(MATERIAL FOR THIS EXERCISE begins)
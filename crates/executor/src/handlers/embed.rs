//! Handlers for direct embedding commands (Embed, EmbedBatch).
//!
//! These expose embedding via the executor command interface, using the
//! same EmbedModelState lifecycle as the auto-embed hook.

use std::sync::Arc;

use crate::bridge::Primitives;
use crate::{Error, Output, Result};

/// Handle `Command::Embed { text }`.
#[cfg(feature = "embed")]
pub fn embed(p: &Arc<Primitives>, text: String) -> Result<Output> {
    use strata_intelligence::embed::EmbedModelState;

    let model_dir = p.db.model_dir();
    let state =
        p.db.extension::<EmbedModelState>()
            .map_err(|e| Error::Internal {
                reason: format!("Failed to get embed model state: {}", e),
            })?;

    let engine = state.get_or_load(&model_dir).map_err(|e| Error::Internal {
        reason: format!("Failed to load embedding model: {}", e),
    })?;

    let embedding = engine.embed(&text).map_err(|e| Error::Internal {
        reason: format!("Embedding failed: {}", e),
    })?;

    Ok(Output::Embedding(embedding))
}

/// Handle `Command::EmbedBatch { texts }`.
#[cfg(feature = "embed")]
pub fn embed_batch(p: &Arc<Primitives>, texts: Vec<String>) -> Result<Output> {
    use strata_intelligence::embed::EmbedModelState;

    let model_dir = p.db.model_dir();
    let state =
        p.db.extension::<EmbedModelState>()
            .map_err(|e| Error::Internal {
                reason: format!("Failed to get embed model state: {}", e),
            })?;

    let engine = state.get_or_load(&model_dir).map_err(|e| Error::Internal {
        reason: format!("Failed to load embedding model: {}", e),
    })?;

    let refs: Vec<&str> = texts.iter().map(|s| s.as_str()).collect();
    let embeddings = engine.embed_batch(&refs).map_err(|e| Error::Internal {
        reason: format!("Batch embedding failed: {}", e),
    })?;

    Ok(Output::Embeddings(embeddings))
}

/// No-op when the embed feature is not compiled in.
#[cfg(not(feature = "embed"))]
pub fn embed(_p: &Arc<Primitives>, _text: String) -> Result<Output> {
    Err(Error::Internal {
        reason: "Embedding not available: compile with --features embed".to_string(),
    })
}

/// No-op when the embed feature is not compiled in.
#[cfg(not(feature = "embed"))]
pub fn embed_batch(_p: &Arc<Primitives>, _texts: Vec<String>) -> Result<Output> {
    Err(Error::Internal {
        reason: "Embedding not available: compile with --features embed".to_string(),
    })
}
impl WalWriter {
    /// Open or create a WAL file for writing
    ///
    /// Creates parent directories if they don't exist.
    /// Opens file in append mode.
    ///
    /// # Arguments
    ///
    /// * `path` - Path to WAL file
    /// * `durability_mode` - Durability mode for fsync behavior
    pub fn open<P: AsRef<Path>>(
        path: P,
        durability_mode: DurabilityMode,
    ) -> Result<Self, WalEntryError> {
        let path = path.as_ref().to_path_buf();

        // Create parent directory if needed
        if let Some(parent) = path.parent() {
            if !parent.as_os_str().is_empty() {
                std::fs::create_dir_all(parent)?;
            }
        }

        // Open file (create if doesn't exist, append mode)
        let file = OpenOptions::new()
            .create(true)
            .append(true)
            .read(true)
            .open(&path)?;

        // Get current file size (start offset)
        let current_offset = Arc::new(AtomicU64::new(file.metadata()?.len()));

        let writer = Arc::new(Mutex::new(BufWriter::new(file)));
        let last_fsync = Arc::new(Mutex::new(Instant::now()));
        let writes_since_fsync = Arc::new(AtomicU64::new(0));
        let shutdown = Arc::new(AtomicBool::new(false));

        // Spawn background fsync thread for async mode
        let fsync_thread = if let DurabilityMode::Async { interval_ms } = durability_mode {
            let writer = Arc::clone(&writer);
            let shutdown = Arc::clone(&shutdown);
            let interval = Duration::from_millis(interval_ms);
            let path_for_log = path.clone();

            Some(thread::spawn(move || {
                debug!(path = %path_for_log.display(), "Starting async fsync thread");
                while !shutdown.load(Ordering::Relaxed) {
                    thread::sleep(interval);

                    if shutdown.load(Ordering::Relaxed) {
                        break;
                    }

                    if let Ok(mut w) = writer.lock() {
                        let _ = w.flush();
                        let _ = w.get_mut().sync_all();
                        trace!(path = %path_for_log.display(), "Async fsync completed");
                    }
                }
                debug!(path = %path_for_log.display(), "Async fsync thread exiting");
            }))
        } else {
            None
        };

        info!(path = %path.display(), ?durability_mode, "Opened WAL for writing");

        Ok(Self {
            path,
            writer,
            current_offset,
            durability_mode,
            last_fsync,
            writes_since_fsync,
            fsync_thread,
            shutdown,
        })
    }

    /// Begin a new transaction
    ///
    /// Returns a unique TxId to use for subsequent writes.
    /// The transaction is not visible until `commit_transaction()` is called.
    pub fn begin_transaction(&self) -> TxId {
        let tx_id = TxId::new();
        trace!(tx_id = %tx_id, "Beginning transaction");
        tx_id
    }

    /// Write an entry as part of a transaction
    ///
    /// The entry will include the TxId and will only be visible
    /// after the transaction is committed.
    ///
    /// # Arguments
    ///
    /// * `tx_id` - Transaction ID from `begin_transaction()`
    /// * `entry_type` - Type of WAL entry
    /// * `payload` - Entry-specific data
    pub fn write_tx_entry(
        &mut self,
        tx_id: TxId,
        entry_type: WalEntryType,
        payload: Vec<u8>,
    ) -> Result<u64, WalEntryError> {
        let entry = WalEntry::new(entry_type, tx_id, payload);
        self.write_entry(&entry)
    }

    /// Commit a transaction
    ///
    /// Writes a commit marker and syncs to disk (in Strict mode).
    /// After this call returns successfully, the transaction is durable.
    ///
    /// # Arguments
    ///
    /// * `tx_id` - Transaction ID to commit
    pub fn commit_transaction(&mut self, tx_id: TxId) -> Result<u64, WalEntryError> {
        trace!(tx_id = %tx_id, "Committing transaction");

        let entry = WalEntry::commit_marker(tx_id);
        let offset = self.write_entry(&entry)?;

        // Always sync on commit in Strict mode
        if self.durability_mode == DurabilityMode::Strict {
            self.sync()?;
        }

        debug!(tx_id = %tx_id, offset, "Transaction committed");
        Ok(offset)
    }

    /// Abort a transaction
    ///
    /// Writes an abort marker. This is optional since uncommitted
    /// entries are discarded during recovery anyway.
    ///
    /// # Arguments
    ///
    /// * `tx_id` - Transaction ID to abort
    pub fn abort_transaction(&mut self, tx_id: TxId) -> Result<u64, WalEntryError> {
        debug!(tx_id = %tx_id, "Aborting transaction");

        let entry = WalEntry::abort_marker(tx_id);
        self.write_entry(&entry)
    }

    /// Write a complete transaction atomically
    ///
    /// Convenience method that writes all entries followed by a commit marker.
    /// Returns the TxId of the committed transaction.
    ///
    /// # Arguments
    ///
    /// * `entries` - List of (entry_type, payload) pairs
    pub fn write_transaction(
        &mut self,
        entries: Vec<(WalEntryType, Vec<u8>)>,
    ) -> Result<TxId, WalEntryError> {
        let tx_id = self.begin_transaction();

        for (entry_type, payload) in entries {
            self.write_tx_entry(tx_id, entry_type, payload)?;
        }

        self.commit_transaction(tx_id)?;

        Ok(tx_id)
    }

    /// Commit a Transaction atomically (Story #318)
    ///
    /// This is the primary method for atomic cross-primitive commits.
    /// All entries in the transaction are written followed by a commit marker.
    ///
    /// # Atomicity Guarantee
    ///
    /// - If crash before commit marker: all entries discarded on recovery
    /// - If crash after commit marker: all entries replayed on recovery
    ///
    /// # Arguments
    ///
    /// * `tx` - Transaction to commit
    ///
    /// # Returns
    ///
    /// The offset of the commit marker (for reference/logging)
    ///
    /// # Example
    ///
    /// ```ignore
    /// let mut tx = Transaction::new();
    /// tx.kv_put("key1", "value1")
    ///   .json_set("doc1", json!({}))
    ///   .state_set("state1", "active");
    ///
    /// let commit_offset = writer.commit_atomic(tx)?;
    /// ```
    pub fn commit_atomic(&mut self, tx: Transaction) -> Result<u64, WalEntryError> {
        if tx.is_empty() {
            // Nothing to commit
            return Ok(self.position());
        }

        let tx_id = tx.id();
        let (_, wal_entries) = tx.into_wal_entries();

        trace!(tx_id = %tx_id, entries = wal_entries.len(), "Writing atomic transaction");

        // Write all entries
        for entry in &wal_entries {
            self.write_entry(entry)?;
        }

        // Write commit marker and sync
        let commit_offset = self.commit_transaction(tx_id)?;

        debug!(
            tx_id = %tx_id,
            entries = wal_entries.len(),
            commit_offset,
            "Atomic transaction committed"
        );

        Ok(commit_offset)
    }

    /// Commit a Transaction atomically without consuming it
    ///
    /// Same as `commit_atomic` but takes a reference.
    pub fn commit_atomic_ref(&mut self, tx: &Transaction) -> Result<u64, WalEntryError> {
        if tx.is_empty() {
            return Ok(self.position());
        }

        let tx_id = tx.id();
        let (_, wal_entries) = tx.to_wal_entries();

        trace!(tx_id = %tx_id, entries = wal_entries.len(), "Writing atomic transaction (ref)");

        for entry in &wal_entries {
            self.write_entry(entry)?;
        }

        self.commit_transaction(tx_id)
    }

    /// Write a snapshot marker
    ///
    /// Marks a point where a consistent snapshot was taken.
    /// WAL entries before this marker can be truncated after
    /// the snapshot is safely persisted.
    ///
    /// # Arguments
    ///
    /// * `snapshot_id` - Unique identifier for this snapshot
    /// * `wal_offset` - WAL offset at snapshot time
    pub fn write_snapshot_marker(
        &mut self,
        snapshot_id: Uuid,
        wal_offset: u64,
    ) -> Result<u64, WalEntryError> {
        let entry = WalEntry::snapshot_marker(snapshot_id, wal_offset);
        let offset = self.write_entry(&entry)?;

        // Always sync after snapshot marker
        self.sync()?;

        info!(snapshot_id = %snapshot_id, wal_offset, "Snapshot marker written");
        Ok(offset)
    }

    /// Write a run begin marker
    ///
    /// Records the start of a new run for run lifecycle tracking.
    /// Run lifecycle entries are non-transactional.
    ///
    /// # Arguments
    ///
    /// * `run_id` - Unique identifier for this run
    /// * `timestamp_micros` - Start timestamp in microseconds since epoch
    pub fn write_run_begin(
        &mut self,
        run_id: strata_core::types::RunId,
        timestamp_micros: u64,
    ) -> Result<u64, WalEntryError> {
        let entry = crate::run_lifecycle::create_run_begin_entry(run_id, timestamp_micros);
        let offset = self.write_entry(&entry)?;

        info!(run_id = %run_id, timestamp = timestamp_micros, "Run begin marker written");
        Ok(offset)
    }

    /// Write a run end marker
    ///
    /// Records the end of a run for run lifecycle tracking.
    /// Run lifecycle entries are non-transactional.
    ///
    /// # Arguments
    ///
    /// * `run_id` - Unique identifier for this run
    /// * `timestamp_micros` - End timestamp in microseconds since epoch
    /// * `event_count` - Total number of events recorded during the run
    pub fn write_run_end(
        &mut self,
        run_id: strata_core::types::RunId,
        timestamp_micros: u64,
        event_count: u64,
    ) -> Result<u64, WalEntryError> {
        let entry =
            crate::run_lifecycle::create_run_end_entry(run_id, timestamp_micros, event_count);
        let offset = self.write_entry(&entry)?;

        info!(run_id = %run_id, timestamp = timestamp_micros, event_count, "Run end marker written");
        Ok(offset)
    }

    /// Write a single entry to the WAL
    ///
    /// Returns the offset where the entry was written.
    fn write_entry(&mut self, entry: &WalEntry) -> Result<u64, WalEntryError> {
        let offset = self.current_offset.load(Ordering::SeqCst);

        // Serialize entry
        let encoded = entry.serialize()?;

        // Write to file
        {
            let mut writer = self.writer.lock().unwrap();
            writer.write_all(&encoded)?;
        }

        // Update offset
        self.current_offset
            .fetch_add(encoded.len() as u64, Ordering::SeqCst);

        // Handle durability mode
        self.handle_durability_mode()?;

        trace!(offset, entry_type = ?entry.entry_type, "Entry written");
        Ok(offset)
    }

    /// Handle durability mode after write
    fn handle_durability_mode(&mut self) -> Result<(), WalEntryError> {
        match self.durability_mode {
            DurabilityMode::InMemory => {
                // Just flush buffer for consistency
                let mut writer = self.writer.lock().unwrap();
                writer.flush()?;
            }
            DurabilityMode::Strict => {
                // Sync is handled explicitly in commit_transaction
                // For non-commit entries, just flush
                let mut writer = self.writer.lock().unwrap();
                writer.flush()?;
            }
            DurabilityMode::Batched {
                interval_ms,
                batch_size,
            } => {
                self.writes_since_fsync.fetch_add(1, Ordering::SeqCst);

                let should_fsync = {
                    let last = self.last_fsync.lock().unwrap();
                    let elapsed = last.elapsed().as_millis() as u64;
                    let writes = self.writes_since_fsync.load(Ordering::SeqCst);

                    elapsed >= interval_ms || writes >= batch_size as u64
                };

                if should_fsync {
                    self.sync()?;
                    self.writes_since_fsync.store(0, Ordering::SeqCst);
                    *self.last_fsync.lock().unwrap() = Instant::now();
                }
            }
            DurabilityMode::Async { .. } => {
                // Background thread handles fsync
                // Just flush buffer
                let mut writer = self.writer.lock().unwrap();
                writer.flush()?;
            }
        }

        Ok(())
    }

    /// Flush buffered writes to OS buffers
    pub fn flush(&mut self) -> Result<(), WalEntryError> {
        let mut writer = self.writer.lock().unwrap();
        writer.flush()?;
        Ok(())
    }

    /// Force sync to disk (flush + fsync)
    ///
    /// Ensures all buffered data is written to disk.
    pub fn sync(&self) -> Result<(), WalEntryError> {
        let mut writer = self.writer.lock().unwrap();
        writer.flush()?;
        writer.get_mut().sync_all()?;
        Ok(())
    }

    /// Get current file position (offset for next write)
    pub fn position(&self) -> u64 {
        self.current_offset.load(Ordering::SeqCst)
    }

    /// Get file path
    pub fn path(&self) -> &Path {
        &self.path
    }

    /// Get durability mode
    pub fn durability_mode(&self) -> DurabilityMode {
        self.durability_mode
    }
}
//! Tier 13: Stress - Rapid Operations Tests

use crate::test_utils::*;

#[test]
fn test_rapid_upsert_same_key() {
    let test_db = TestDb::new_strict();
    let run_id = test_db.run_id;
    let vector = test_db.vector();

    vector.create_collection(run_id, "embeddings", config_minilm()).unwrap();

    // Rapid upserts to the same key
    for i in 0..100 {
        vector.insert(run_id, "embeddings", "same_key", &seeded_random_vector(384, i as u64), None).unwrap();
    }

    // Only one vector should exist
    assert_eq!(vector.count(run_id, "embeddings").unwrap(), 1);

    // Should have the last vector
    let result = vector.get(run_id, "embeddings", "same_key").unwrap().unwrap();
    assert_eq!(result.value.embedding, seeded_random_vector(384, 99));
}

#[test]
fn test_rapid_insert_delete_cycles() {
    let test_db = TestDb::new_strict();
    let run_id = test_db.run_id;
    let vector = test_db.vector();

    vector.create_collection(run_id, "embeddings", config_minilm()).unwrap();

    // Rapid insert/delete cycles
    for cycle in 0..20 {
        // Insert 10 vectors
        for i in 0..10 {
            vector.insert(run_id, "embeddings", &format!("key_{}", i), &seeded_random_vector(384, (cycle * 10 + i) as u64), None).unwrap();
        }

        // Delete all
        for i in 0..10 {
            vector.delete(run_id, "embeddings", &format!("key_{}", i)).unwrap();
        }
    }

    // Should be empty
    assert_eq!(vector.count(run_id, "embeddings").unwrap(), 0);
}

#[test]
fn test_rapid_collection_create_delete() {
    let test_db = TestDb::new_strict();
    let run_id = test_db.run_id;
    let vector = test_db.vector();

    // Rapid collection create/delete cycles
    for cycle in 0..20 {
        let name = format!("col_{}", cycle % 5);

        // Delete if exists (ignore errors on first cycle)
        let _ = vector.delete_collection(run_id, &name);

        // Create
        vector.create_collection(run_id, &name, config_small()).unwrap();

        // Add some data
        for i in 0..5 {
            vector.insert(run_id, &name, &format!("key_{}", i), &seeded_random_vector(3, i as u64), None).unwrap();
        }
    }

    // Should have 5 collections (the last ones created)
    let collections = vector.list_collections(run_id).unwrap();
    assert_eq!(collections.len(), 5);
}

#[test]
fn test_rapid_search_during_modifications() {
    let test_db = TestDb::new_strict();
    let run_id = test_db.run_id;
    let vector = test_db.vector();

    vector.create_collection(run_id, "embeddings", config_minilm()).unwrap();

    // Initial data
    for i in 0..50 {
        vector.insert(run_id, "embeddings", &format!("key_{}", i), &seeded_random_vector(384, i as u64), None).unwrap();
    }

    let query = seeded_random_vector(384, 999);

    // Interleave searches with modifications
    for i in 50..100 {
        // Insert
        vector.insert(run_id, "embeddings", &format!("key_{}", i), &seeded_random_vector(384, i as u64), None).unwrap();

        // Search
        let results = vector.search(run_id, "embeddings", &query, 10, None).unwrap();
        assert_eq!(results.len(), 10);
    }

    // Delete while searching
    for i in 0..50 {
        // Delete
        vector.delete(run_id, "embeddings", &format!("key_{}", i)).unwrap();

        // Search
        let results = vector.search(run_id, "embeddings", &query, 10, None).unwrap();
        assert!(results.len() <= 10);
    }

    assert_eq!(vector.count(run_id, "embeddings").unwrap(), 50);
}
(MATERIAL FOR THIS EXERCISE ends)
## TASK OBJECTIVE:
Find every line in the records that has the word "WalEntryType". Copy those lines.

## FINAL ANSWER:
        entry_type: WalEntryType,
        entries: Vec<(WalEntryType, Vec<u8>)>,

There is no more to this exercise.